Por Cyro Souza
Já pensou em contribuir para a ciência através de um videogame? Foi isso que mais de 100.000 pessoas espalhadas por todo o planeta fizeram em 2016 quando participaram de um experimento internacional que testou os limites da física quântica. O Grande Teste de Bell reuniu cientistas de diversos países, inclusive do Brasil, para uma série de experimentos quânticos em laboratórios ao redor do planeta, controlados por decisões feitas por voluntários.
O teste de Bell (que homenageia o físico John Stewart Bell) cria pares de partículas, como as de fótons, emaranhadas entre si e as envia para locais diferentes, onde propriedades das mesmas partículas, como cor e tempo de chegada, são medidas.
Se os dados colhidos nos pares mostrarem correlações fortes o suficiente, isso implica em algo surpreendente: ou as medições de uma partícula afetam instantaneamente a outra ou, mais estranho ainda, as propriedades nunca existiram, mas foram criadas pela própria medição. As duas possibilidades contradizem o realismo local, que é a visão de Albert Einstein de um universo independente de nossa observação, onde nenhuma influência pode viajar mais rápido do que a luz.
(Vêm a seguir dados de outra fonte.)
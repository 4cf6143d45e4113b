//! Configuration settings for custom elements.
//!
//! The value is built programmatically or from the environment and handed to the
//! host at construction. Code without a host handle can read the process-wide
//! default through [`ElementConfig::global`].

use core::time::Duration;
use std::env;

use once_cell::sync::OnceCell;

static GLOBAL_CONFIG: OnceCell<ElementConfig> = OnceCell::new();

/// Runtime configuration shared by the host and every element lifecycle.
#[derive(Clone, Debug, PartialEq, Eq)]
pub struct ElementConfig {
    /// Prefix joined to each element's base name to form its tag, e.g. `ui` + `counter`
    pub tag_prefix: String,
    /// Minimum time between two frames when the host is ticked
    pub frame_budget_ms: u64,
    /// Whether to log lifecycle counters as JSON after each frame
    pub telemetry_enabled: bool,
}

impl Default for ElementConfig {
    fn default() -> Self {
        Self {
            tag_prefix: String::from("ui"),
            frame_budget_ms: 16,
            telemetry_enabled: false,
        }
    }
}

impl ElementConfig {
    /// Load configuration from environment variables.
    ///
    /// Reads the following environment variables:
    /// - `ELEMENTS_TAG_PREFIX`: Tag prefix (default: `ui`)
    /// - `ELEMENTS_FRAME_BUDGET_MS`: Frame budget in milliseconds (default: 16, minimum 1)
    /// - `ELEMENTS_TELEMETRY`: Set to "1" to enable telemetry (default: disabled)
    #[inline]
    #[must_use]
    pub fn from_env() -> Self {
        let tag_prefix = env::var("ELEMENTS_TAG_PREFIX")
            .ok()
            .map(|val| val.trim().to_ascii_lowercase())
            .filter(|val| !val.is_empty())
            .unwrap_or_else(|| String::from("ui"));
        let frame_budget_ms = env::var("ELEMENTS_FRAME_BUDGET_MS")
            .ok()
            .and_then(|val| val.parse::<u64>().ok())
            .unwrap_or(16)
            .max(1);
        let telemetry_enabled = env::var("ELEMENTS_TELEMETRY").ok().as_deref() == Some("1");
        Self {
            tag_prefix,
            frame_budget_ms,
            telemetry_enabled,
        }
    }

    /// Get the frame budget as a `Duration`.
    #[inline]
    #[must_use]
    pub const fn frame_budget(&self) -> Duration {
        Duration::from_millis(self.frame_budget_ms)
    }

    /// Full tag for an element base name: `{prefix}-{base}`, or `base` alone when
    /// the prefix is empty.
    #[must_use]
    pub fn tag_name(&self, base: &str) -> String {
        if self.tag_prefix.is_empty() {
            base.to_ascii_lowercase()
        } else {
            format!("{}-{}", self.tag_prefix, base).to_ascii_lowercase()
        }
    }

    /// Process-wide configuration. Falls back to the default when nothing was installed.
    pub fn global() -> &'static Self {
        GLOBAL_CONFIG.get_or_init(Self::default)
    }

    /// Install the process-wide configuration.
    /// Returns true on first successful installation; false if a value was already
    /// installed or already read through [`ElementConfig::global`].
    pub fn install(config: Self) -> bool {
        GLOBAL_CONFIG.set(config).is_ok()
    }
}

#[cfg(test)]
mod tests {
    use super::*;

    #[test]
    fn tag_name_joins_prefix() {
        let config = ElementConfig::default();
        assert_eq!(config.tag_name("Counter"), "ui-counter");

        let bare = ElementConfig {
            tag_prefix: String::new(),
            ..ElementConfig::default()
        };
        assert_eq!(bare.tag_name("x-card"), "x-card");
    }

    #[test]
    fn global_is_installed_once() {
        let first = ElementConfig::global().clone();
        assert!(!ElementConfig::install(ElementConfig {
            tag_prefix: String::from("late"),
            ..ElementConfig::default()
        }));
        assert_eq!(*ElementConfig::global(), first);
    }

    #[test]
    fn budget_is_a_duration() {
        let config = ElementConfig {
            frame_budget_ms: 5,
            ..ElementConfig::default()
        };
        assert_eq!(config.frame_budget(), Duration::from_millis(5));
    }
}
O Grande Teste de Bell pede a voluntários, conhecidos como Bellsters, que escolham medidas para fechar a assim chamada brecha da liberdade de escolha – a possibilidade que as próprias partículas influenciem a escolha de medidas. Tal influência, se existisse, poderia invalidar as conclusões experimentais. Seria como pedir para estudantes escreverem as próprias questões em seus exames.
Essa brecha, também, não pode ser fechada através de dados ou de geradores de números aleatórios, isso porque sempre existe a possibilidade de que esses sistemas físicos sejam coordenados com o emaranhamento das partículas. A escolha humana introduz o elemento de livre-arbítrio, pelo qual as pessoas podem escolher, independentemente, do que as partículas estejam fazendo.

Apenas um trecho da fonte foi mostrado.